(Collected data entries)
Segment Open
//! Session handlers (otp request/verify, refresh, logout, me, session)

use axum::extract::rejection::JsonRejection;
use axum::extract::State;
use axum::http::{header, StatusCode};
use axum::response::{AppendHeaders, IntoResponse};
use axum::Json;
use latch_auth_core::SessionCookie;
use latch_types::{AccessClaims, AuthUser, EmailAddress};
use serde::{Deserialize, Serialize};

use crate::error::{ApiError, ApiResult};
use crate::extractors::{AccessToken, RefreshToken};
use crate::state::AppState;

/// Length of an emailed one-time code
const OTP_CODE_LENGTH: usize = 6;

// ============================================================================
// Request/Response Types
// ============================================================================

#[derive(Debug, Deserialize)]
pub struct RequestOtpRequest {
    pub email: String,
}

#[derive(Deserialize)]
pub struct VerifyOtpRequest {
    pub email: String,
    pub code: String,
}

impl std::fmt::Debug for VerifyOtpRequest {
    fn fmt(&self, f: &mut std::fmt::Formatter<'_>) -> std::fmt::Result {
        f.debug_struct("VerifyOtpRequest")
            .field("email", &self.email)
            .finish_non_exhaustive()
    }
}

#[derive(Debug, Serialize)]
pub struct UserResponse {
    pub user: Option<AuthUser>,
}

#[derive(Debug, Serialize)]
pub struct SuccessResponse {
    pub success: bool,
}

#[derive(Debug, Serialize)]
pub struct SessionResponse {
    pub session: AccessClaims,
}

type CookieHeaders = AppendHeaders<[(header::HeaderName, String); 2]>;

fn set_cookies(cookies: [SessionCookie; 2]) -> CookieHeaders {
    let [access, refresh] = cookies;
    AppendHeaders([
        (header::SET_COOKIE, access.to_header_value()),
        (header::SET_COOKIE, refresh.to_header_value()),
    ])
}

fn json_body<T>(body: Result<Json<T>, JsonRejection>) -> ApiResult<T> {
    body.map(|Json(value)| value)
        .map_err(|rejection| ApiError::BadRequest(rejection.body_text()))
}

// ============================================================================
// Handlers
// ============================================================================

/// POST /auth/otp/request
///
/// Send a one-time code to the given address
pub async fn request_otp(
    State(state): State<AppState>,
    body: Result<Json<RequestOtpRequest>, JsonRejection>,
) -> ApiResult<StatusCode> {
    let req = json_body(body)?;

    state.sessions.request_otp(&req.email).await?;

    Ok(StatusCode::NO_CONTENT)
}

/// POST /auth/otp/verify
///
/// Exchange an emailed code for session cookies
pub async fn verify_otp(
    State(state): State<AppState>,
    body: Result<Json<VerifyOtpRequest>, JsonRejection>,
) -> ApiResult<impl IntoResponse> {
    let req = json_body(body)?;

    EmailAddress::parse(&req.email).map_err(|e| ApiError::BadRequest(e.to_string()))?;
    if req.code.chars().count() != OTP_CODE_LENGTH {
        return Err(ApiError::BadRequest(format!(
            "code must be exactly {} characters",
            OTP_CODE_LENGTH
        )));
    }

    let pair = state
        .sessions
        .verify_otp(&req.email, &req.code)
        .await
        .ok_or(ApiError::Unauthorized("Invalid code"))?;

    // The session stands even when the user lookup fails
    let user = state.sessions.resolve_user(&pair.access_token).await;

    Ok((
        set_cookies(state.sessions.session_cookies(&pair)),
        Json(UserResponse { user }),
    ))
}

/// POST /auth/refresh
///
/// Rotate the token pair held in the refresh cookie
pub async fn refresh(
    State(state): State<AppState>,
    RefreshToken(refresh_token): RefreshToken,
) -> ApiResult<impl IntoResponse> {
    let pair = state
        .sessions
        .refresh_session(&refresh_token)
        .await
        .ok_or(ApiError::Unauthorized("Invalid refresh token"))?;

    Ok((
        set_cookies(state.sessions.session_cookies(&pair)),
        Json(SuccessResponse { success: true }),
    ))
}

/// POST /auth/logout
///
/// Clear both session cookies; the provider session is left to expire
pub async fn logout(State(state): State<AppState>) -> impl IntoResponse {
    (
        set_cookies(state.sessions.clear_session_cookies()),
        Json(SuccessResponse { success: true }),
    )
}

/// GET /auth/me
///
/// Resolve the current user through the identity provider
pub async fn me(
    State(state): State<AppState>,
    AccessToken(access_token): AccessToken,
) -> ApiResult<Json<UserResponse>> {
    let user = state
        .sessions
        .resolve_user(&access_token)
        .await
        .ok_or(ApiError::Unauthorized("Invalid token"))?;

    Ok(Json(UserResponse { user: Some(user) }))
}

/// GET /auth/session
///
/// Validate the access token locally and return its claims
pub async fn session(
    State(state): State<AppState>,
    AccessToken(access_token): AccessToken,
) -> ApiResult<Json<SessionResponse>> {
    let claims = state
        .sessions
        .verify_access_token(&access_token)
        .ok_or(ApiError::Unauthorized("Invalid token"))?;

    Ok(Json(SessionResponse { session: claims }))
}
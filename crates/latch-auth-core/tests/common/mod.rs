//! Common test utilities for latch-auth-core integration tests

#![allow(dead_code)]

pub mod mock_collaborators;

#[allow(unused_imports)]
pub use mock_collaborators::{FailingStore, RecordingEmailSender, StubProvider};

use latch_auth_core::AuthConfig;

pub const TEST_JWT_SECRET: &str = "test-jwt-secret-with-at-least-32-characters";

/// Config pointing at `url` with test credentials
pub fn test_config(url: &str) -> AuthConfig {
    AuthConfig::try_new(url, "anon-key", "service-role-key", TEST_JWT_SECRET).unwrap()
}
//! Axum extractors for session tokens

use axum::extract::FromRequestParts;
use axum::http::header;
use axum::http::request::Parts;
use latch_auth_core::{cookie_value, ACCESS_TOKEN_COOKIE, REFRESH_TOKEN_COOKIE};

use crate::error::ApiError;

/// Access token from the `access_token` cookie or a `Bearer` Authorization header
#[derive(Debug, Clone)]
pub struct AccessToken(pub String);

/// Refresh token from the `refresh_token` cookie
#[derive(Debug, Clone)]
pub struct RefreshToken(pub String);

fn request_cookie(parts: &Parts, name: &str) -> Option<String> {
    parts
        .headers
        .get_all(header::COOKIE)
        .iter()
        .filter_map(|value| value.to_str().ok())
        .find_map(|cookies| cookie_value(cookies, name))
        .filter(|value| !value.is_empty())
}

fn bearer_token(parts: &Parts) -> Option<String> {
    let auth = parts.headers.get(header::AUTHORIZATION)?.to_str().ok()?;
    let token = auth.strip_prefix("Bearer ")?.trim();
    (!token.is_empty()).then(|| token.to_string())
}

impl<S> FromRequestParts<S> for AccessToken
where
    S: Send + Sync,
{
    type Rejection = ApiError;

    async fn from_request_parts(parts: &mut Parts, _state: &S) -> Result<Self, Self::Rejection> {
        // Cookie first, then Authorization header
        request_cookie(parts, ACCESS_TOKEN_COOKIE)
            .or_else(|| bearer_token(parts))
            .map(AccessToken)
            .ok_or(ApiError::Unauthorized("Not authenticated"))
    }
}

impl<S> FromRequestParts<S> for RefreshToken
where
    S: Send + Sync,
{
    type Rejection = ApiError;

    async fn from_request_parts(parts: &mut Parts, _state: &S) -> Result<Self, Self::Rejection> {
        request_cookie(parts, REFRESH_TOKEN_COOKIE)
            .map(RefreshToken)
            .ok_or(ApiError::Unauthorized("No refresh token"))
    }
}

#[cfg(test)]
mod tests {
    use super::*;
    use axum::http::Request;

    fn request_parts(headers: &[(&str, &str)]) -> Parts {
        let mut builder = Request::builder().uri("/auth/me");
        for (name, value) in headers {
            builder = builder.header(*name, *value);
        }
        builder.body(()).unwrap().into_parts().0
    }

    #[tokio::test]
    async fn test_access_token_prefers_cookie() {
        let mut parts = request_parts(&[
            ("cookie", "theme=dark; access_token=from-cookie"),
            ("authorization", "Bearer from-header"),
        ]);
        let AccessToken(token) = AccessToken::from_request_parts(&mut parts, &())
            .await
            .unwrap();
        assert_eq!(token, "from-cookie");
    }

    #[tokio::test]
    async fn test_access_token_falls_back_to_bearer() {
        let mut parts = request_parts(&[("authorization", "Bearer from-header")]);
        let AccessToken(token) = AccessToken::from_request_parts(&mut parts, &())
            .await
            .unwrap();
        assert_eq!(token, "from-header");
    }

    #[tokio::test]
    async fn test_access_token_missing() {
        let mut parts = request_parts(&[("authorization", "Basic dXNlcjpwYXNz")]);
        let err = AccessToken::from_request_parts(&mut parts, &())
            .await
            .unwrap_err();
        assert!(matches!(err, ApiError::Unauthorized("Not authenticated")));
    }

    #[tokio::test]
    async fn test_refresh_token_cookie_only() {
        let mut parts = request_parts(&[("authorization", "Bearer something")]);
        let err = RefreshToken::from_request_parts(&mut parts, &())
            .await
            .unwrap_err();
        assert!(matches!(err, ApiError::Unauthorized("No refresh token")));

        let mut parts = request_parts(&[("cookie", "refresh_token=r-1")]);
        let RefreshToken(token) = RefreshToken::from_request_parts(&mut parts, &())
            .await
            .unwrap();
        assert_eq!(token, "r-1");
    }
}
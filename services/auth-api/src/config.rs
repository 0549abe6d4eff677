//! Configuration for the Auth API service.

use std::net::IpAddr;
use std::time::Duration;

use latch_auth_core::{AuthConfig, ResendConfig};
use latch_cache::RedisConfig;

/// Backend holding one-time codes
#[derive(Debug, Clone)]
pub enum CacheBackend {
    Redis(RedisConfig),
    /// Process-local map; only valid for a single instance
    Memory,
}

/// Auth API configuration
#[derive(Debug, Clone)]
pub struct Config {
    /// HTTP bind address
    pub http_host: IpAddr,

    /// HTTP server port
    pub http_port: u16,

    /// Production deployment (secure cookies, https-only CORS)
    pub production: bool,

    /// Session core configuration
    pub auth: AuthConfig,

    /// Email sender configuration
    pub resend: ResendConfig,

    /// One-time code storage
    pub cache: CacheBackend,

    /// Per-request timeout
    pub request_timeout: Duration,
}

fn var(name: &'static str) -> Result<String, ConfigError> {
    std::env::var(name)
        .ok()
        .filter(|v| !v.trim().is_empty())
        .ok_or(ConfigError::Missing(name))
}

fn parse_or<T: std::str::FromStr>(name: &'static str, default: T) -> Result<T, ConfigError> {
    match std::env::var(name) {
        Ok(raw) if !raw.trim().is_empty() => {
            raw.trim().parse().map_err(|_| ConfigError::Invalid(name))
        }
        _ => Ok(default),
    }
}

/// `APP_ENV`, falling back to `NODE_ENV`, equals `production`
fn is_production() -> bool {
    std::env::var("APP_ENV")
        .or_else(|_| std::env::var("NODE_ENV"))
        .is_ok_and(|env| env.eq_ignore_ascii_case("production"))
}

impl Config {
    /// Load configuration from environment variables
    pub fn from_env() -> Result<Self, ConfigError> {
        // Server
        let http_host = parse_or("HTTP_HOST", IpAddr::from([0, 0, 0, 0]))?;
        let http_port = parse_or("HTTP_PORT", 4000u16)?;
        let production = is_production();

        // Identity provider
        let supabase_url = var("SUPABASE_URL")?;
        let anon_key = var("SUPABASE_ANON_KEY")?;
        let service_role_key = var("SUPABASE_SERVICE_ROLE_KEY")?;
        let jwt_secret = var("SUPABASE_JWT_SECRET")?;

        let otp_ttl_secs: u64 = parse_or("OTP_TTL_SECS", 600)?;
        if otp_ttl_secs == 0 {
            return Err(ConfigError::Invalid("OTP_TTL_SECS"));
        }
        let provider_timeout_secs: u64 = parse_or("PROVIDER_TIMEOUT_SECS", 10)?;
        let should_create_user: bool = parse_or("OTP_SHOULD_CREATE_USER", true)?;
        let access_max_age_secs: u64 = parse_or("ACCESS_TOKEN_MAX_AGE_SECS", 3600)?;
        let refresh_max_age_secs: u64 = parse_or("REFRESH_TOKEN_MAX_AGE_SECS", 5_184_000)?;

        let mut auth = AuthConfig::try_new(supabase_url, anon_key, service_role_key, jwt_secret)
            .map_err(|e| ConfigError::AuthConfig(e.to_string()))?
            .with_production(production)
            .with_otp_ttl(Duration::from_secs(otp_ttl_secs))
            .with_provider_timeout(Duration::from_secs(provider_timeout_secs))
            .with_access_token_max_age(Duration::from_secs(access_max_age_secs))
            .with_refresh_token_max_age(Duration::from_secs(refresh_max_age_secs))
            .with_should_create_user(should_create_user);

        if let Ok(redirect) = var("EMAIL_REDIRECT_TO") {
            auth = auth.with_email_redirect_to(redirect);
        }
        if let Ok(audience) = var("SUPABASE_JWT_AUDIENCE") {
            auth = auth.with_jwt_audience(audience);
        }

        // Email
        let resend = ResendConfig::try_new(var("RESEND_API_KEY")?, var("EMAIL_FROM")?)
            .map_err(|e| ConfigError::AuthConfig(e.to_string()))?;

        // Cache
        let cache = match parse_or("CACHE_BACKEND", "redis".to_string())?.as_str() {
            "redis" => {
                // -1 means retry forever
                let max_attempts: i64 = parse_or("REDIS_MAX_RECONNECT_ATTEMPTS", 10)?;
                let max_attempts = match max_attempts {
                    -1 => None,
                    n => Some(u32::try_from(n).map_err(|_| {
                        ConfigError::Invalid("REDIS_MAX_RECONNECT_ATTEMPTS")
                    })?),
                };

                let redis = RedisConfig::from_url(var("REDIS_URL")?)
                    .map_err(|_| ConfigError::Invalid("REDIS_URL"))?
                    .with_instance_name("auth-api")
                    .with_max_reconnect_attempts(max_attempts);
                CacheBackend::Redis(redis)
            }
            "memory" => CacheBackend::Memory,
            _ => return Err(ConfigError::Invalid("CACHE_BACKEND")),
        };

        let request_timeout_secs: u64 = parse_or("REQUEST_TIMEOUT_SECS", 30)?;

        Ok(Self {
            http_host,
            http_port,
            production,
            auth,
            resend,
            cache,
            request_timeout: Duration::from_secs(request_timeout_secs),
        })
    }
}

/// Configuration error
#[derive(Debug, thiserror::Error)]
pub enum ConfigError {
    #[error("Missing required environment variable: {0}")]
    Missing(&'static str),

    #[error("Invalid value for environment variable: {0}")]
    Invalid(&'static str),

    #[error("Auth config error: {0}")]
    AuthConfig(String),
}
Segment Closed
### ACTIVITY
Reply with nothing except the number of lines in the records that include the word "logout".

### RESULT OF THE EXERCISE
3